Upon first look, I adore the overall color scheme of the white dial, rose gold case, and bright green leather strap. It’s a combination that pops, although I do understand that the green strap is not for everyone. But when we zoom in, we see many brilliant details that the brand is known for. The first is the domed galvanic silver-opaline dial. It is combined with rose gold markers and hands and the characteristic numerals at 3, 9, and 12 o’clock in black. The additional small seconds sub-dial at 6 o’clock is the element that spices up the dial perfectly. With a 42mm case that is 12.4mm thick, it is a bit larger than I prefer for a dress watch that looks this good, but the details are stunning. Inside the case, GO uses its in-house 39-60 movement, which operates at 28,800vph and has a power reserve of about 40 hours. At €17,900, this ’60s-inspired dress watch is proof of what makes Glashütte Original so special.
Moritz Grossmann Tremblage
For this last spot, we picked the Moritz Grossmann Tremblage. If you follow the Glashütte-based brand, you will know that the original Tremblage was released in December of 2021. The wonderful piece celebrated the 13th anniversary of the current Moritz Grossmann brand that was brought back to life in 2008 by Christine Hutter. The dial of the Tremblage is a true work of art that immediately takes center stage. The decorative tremblage technique is a traditional art form of finishing a dial that not too many people master these days. It takes a master engraver years of practice to perfect the technique.
Without getting into too much detail, the exquisite dial finish is realized by hand using a range of engraving burins. As the tools are moved across the metal in a trembling motion, it is where the technique gets its name from (the French word trembler means “to tremble” in English).
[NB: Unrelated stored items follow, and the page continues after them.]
//! Typed configuration for every built-in module.
//!
//! Each config is resolved from a [`ModuleConfig`](crate::ModuleConfig) with
//! per-key fallbacks, so building one never fails.

pub mod base;
pub mod battery;
pub mod cpu;
pub mod date_time;
pub mod load_average;
pub mod memory;
pub mod network;
pub mod shell_command;
pub mod uptime;

pub use base::BaseModuleConfig;
pub use battery::{BatteryAttribute, BatteryConfig};
pub use cpu::{CpuConfig, CpuMonitor};
pub use date_time::DateTimeConfig;
pub use load_average::LoadAverageConfig;
pub use memory::{MemoryAttribute, MemoryConfig};
pub use network::{NetworkConfig, NetworkInterface};
pub use shell_command::ShellCommandConfig;
pub use uptime::UptimeConfig;

#[cfg(test)]
mod tests {
    use super::*;
    use crate::ModuleConfig;
    use serde_json::json;

    fn config(value: serde_json::Value) -> ModuleConfig {
        ModuleConfig::from_value(value)
    }

    #[test]
    fn test_cpu_config_parsing() {
        let cpu = CpuConfig::from_config(&config(json!({
            "monitor": "temp",
            "average": true,
            "temp_green": 50,
            "temp_red": 90,
        })));
        assert_eq!(cpu.monitor, CpuMonitor::Temp);
        assert!(cpu.average);
        assert!((cpu.temperature_fraction(70) - 0.5).abs() < f64::EPSILON);
        assert_eq!(cpu.temperature_fraction(20), 0.0);
    }

    #[test]
    fn test_cpu_config_unknown_monitor_and_inverted_range() {
        let cpu = CpuConfig::from_config(&config(json!({
            "monitor": "sparkline",
            "temp_green": 60,
            "temp_red": 30,
        })));
        assert_eq!(cpu.monitor, CpuMonitor::Graph);
        assert_eq!(cpu.temp_red, 61);
    }

    #[test]
    fn test_cpu_config_extreme_temperatures_are_clamped() {
        let cpu = CpuConfig::from_config(&config(json!({ "temp_green": i64::MAX })));
        assert_eq!(cpu.temp_green, 1000);
        assert_eq!(cpu.temp_red, 1001);
        let hottest = cpu.temperature_fraction(i64::MAX);
        assert!(hottest.is_finite() && hottest > 1.0);

        let cpu = CpuConfig::from_config(&config(json!({
            "temp_green": i64::MIN,
            "temp_red": 100,
        })));
        assert_eq!(cpu.temp_green, -273);
        assert_eq!(cpu.temp_red, 100);
        let fraction = cpu.temperature_fraction(60);
        assert!((fraction - 333.0 / 373.0).abs() < 1e-9);
        assert_eq!(cpu.temperature_fraction(i64::MIN), 0.0);
    }

    #[test]
    fn test_memory_attribute_fallback() {
        let memory = MemoryConfig::from_config(&config(json!({ "attribute": "swap_free" })));
        assert_eq!(memory.attribute, MemoryAttribute::SwapFree);
        assert!(memory.attribute.is_swap());

        let memory = MemoryConfig::from_config(&config(json!({ "attribute": "vram" })));
        assert_eq!(memory.attribute, MemoryAttribute::RamUsedPercent);
    }

    #[test]
    fn test_network_interface() {
        let all = NetworkConfig::from_config(&ModuleConfig::new());
        assert_eq!(all.interface, NetworkInterface::All);

        let named = NetworkConfig::from_config(&config(json!({ "interface": "wlan0" })));
        assert_eq!(named.interface, NetworkInterface::Named("wlan0".to_string()));
    }

    #[test]
    fn test_uptime_default_format_is_adaptive() {
        assert_eq!(UptimeConfig::from_config(&ModuleConfig::new()).format, None);
        let custom = UptimeConfig::from_config(&config(json!({ "format": "%dd %hh" })));
        assert_eq!(custom.format.as_deref(), Some("%dd %hh"));
    }

    #[test]
    fn test_date_time_and_shell_defaults() {
        let dt = DateTimeConfig::from_config(&config(json!({ "timezone": 3 })));
        assert_eq!(dt.timezone, "Local");
        assert_eq!(dt.format, "%Y-%m-%d %H:%M:%S");

        let sh = ShellCommandConfig::from_config(&config(json!({ "cmd": "echo hi" })));
        assert_eq!(sh.cmd, "echo hi");
        assert_eq!(sh.shell, "/bin/bash");
    }

    #[test]
    fn test_battery_attribute() {
        let bat = BatteryConfig::from_config(&config(json!({ "attribute": "state" })));
        assert_eq!(bat.attribute, BatteryAttribute::State);
    }
}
The result is breathtakingly beautiful. Especially for Only Watch 2023, the brand brings back that unique finishing technique for the one-off Tremblage Only Watch. The tremblage is applied to a rhodium-plated dial but not before the numerals, indices, the manufactory logo, and the inscriptions “Only Watch” and “Made in Germany” are carved in relief so they become raised elements.
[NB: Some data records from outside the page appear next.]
//! ShellCommand module configuration.

use super::BaseModuleConfig;
use crate::module_config::ModuleConfig;

fn default_shell() -> String {
    "/bin/bash".to_string()
}

/// ShellCommand module configuration
#[derive(Debug, Clone, PartialEq)]
pub struct ShellCommandConfig {
    pub base: BaseModuleConfig,
    /// Command line passed to `<shell> -c`; empty disables the module's output
    pub cmd: String,
    pub shell: String,
}

impl Default for ShellCommandConfig {
    fn default() -> Self {
        Self {
            base: BaseModuleConfig::default(),
            cmd: String::new(),
            shell: default_shell(),
        }
    }
}

impl ShellCommandConfig {
    pub fn from_config(config: &ModuleConfig) -> Self {
        Self {
            base: BaseModuleConfig::from_config(config),
            cmd: config.get_str("cmd", ""),
            shell: config.get_str("shell", &default_shell()),
        }
    }
}
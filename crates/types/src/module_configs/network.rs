//! Network module configuration.

use super::BaseModuleConfig;
use crate::module_config::ModuleConfig;

/// Which interfaces the network module reports on
#[derive(Debug, Clone, PartialEq, Eq, Default)]
pub enum NetworkInterface {
    /// Sum of every interface
    #[default]
    All,
    Named(String),
}

impl NetworkInterface {
    fn parse(name: &str) -> Self {
        if name.is_empty() || name == "all" {
            NetworkInterface::All
        } else {
            NetworkInterface::Named(name.to_string())
        }
    }
}

/// Network module configuration
#[derive(Debug, Clone, PartialEq, Default)]
pub struct NetworkConfig {
    pub base: BaseModuleConfig,
    pub interface: NetworkInterface,
}

impl NetworkConfig {
    pub fn from_config(config: &ModuleConfig) -> Self {
        Self {
            base: BaseModuleConfig::from_config(config),
            interface: NetworkInterface::parse(&config.get_str("interface", "all")),
        }
    }
}
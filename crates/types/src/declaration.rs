//! One `modules:` entry of the status configuration.

use serde::{Deserialize, Deserializer};
use serde_json::Value;

use crate::module_config::ModuleConfig;

/// A configured module: registered name plus its raw settings
///
/// Parsing is lenient. A bare string is taken as a name with no settings;
/// an entry without a usable `name` keeps `name: None` so the caller can log
/// and skip it instead of rejecting the whole file.
#[derive(Debug, Clone, Default, PartialEq)]
pub struct ModuleDeclaration {
    pub name: Option<String>,
    pub config: ModuleConfig,
}

impl ModuleDeclaration {
    pub fn new(name: &str, config: ModuleConfig) -> Self {
        Self {
            name: Some(name.to_string()),
            config,
        }
    }

    pub fn from_value(value: Value) -> Self {
        match value {
            Value::String(name) => Self {
                name: Some(name),
                config: ModuleConfig::default(),
            },
            Value::Object(mut map) => {
                let name = match map.remove("name") {
                    Some(Value::String(name)) if !name.is_empty() => Some(name),
                    Some(Value::String(_)) | None => None,
                    Some(other) => {
                        log::warn!("Module name {} is not a string", other);
                        None
                    }
                };
                let config = map
                    .remove("config")
                    .map(ModuleConfig::from_value)
                    .unwrap_or_default();
                Self { name, config }
            }
            other => {
                log::warn!("Module entry {} is not a mapping", other);
                Self::default()
            }
        }
    }
}

impl<'de> Deserialize<'de> for ModuleDeclaration {
    fn deserialize<D: Deserializer<'de>>(deserializer: D) -> Result<Self, D::Error> {
        let value = Value::deserialize(deserializer)?;
        Ok(Self::from_value(value))
    }
}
A unique watch in all its facets
Moritz Grossman offers the original Tremblage with a stainless steel or rose gold case. For the Only Watch version, the brand chose a stainless steel case that is 41mm in diameter and 11.35mm thick. Inside it, the brand uses its in-house-created hand-wound caliber 100.1. This movement consists of 198 parts, operates at 18,000vph, and has a 42-hour power reserve. The hand-finished caliber looks stunning and bears the “M. Grossmann” signature in cursive script. While you can only bid on the Only Watch edition at the auction on November 5th, the regular stainless steel version can be yours for €39,500, while the rose gold version is €53,900. All three models are wonderful displays of the exceptional talent, skills, and level of craftsmanship at Moritz Grossman.
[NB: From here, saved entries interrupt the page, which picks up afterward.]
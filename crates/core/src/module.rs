//! Module trait and related types

use sensbar_types::Block;
use std::time::Duration;

/// Metadata about a module instance
#[derive(Debug, Clone)]
pub struct ModuleMetadata {
    /// Registered module type (e.g. "DateTime")
    pub id: String,
    /// Human-readable name
    pub name: String,
    /// Description of what this module shows
    pub description: String,
}

impl ModuleMetadata {
    pub fn new(id: &str, name: &str, description: &str) -> Self {
        Self {
            id: id.to_string(),
            name: name.to_string(),
            description: description.to_string(),
        }
    }
}

/// Trait for all modules
///
/// A module turns some piece of system state into a sequence of blocks.
/// The engine calls [`Module::make_blocks`] on the blocking thread pool once
/// per refresh interval and publishes the result; modules never talk to the
/// aggregator directly.
pub trait Module: Send {
    /// Get metadata about this module
    fn metadata(&self) -> &ModuleMetadata;

    /// How often `make_blocks` should run
    fn refresh_interval(&self) -> Duration;

    /// Compute the blocks for this cycle
    ///
    /// May block on system calls or subprocesses, but should return within
    /// roughly one refresh interval. Failures are rendered as data (an
    /// error-text block, or fewer blocks), never returned as errors.
    fn make_blocks(&mut self) -> Vec<Block>;
}

/// Type-erased module for dynamic dispatch
pub type BoxedModule = Box<dyn Module>;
Final thoughts on the top five recently released German watches
As mentioned, finding five great German watches is easy, but picking the five best German watches overall is impossible. Inevitably, one will leave pieces out that deserve a spot on the list, so this is “just” a compilation of five recent highlights. Besides excluding specific watches, we are also leaving out many other German watch brands. We could have picked pieces from Junghans, D. Dornblüth & Sohn, Kudoke, Benzinger, Grieb & Benzinger, Marco Lang, Lang & Heyne, Laco, Hanhart, Wempe, Tutima, Meistersinger, Alexander Shorokhoff, Stowa, Damasko, Mühle Glashütte, Archimede, Union Glashütte, Guinand, Hentschel, and the list goes on. Let us know what your favorite recently released German watch is in the comments section, and we’ll see you next week for a new Top 5.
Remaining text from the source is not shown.